Nilde acha que errou ao ter ficado cinco anos sem falar com a irmã

Todo mundo fracassa

Muitas pessoas engavetam ideias pelo medo do erro, do fracasso, o que pode ser limitador. O fato dos erros nunca ganharem visibilidade é um fator que contribui para isso. Parece que todo mundo é perfeito, e muitas pessoas perseguem essa perfeição irreal. O evento Fuckup Nights vem exatamente na contramão dessa ideia. O Fuckup Nights é um evento global, que começou no México e acontece em diversas cidades ao redor do mundo, incluindo Porto Alegre. O objetivo é que empreendedores dividam suas histórias de fracasso, como forma de desmistificá-las. “É impossível chegar em determinado patamar sem nunca ter errado. Sempre tentamos pegar uma pessoa de cada área, para que em algum momento elas (a platéia) identifiquem que aquilo pode acontecer com elas também ou que já aconteceu”, conta Manoela Radtke, uma das organizadoras do Fuckup Nights em Porto Alegre. O evento acontece a cada dois meses, sempre em um lugar diferente. “A gente fala às vezes na abertura: o legal de fazer um evento sobre fracasso é que se tudo der errado aqui, está tudo bem. Não é um evento que tem que sair perfeito, então a gente tenta disseminar essa ideia de que as pessoas parem de ser tão sérias, parem de se cobrar tanto.”
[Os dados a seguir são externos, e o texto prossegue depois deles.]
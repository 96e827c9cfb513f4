//! Error handling logic

use std::fmt;
use thiserror::Error;

/// Unique identifier for a qubit line in a circuit.
/// Ordering of ids fixes the row order in diagrams and the bit order in
/// simulated state vectors.
#[derive(Debug, Clone, Copy, PartialEq, Eq, Hash, PartialOrd, Ord)]
pub struct QubitId(pub u64);

impl fmt::Display for QubitId {
    fn fmt(&self, f: &mut fmt::Formatter<'_>) -> fmt::Result {
        write!(f, "q({})", self.0)
    }
}

/// Errors raised while configuring generators, mapping operations or
/// evaluating circuits.
#[derive(Debug, Clone, PartialEq, Error)]
pub enum CdrError {
    /// A selection or replacement method name was not recognized.
    #[error("Invalid method '{value}' for {option}: expected one of {expected}")]
    InvalidMethod {
        /// Which option was being parsed (`method_select` or `method_replace`).
        option: &'static str,
        /// The rejected name.
        value: String,
        /// Human readable list of accepted names.
        expected: &'static str,
    },

    /// `fraction_non_clifford` outside of `[0, 1]`.
    #[error("Invalid fraction of non-Clifford operations: {0} (must lie in [0, 1])")]
    InvalidFraction(f64),

    /// A kernel width used by the mapper is not a positive finite number.
    #[error("Invalid {name}: {value} (must be positive and finite)")]
    InvalidSigma {
        /// Parameter name.
        name: &'static str,
        /// Rejected value.
        value: f64,
    },

    /// Width of the acceptance likelihood is not a positive finite number.
    #[error("Invalid standard deviation: {0} (must be positive and finite)")]
    InvalidStandardDeviation(f64),

    /// Zero circuits were requested.
    #[error("Number of circuits to generate must be positive")]
    InvalidCircuitCount,

    /// A non-Clifford operation has no near-Clifford replacement.
    #[error("Unsupported operation: {operation} has no near-Clifford replacement")]
    UnsupportedOperation {
        /// Rendering of the offending operation.
        operation: String,
    },

    /// Failure reported by an executor.
    #[error("Executor failure: {message}")]
    Executor {
        /// Executor failure message
        message: String,
    },

    /// Executor returned a different number of values than circuits.
    #[error("Malformed executor output: expected {expected} values, got {got}")]
    MalformedExecutorOutput {
        /// Number of circuits submitted.
        expected: usize,
        /// Number of values returned.
        got: usize,
    },

    /// Executor returned NaN or an infinite expectation value.
    #[error("Executor returned a non-finite expectation value: {value}")]
    NonFiniteExpectation {
        /// The rejected value.
        value: f64,
    },

    /// The caller supplied proposal cap was exhausted.
    #[error("Proposal limit of {limit} reached after accepting {accepted} circuits")]
    ProposalLimitReached {
        /// The configured cap.
        limit: usize,
        /// Circuits accepted before the cap was hit.
        accepted: usize,
    },

    /// Failure inside the state-vector simulator.
    #[error("Simulation error: {message}")]
    Simulation {
        /// Simulation failure message
        message: String,
    },

    /// Weighted index sampling rejected its weights.
    #[error("Sampling error: {message}")]
    Sampling {
        /// Sampling failure message
        message: String,
    },
}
O erro está presente em todas as esferas da vida. Nos relacionamentos não é diferente. Ninguém sabe exatamente quais as atitudes, as palavras que se deve ter com o outro. Os relacionamentos são um campo de acertos e erros. Afinal, lidar com outro ser humano é estar em constante aprendizado. Nilde Lúcia Marques, de 66 anos, aposentada, teve problemas no relacionamento com sua irmã Regina. Elas

passaram cinco anos sem se falar por causa de uma briga. A desavença aconteceu porque Regina não ia ver a mãe, que morava com Nilde. “Eu não tinha raiva, eu tinha mágoa.” Em 2011, as duas voltaram a se falar, quando Regina voltou a visitar a mãe; mas em agosto do ano seguinte, Regina faleceu, vítima de câncer. “Eu ia todo dia no hospital ver ela. Depois que ela ficou doente, eu queria sempre ficar próxima dela, queria fazer tudo pra agradar ela”. Nilde percebeu que não valeu a pena ter ficado todo aquele tempo desentendida com a irmã. “Eu me arrependo de ter ficado tanto tempo longe, de não ter procurado, nessa parte eu errei. O tempo passa voando, e você nem vê.” O arrependimento é algo que pode acompanhar constantemente o erro. Ninguém quer errar. Ninguém gosta de errar. Mas seja nos relacionamentos, no âmbito profissional ou na educação, o erro sempre vai estar presente. É por meio dos erros que o ser humano pode ser cada vez melhor. Evitá-lo é algo praticamente impossível, e a tentativa pode custar ensinamentos e amadurecimento que são essenciais. Errar é algo inerente a todos.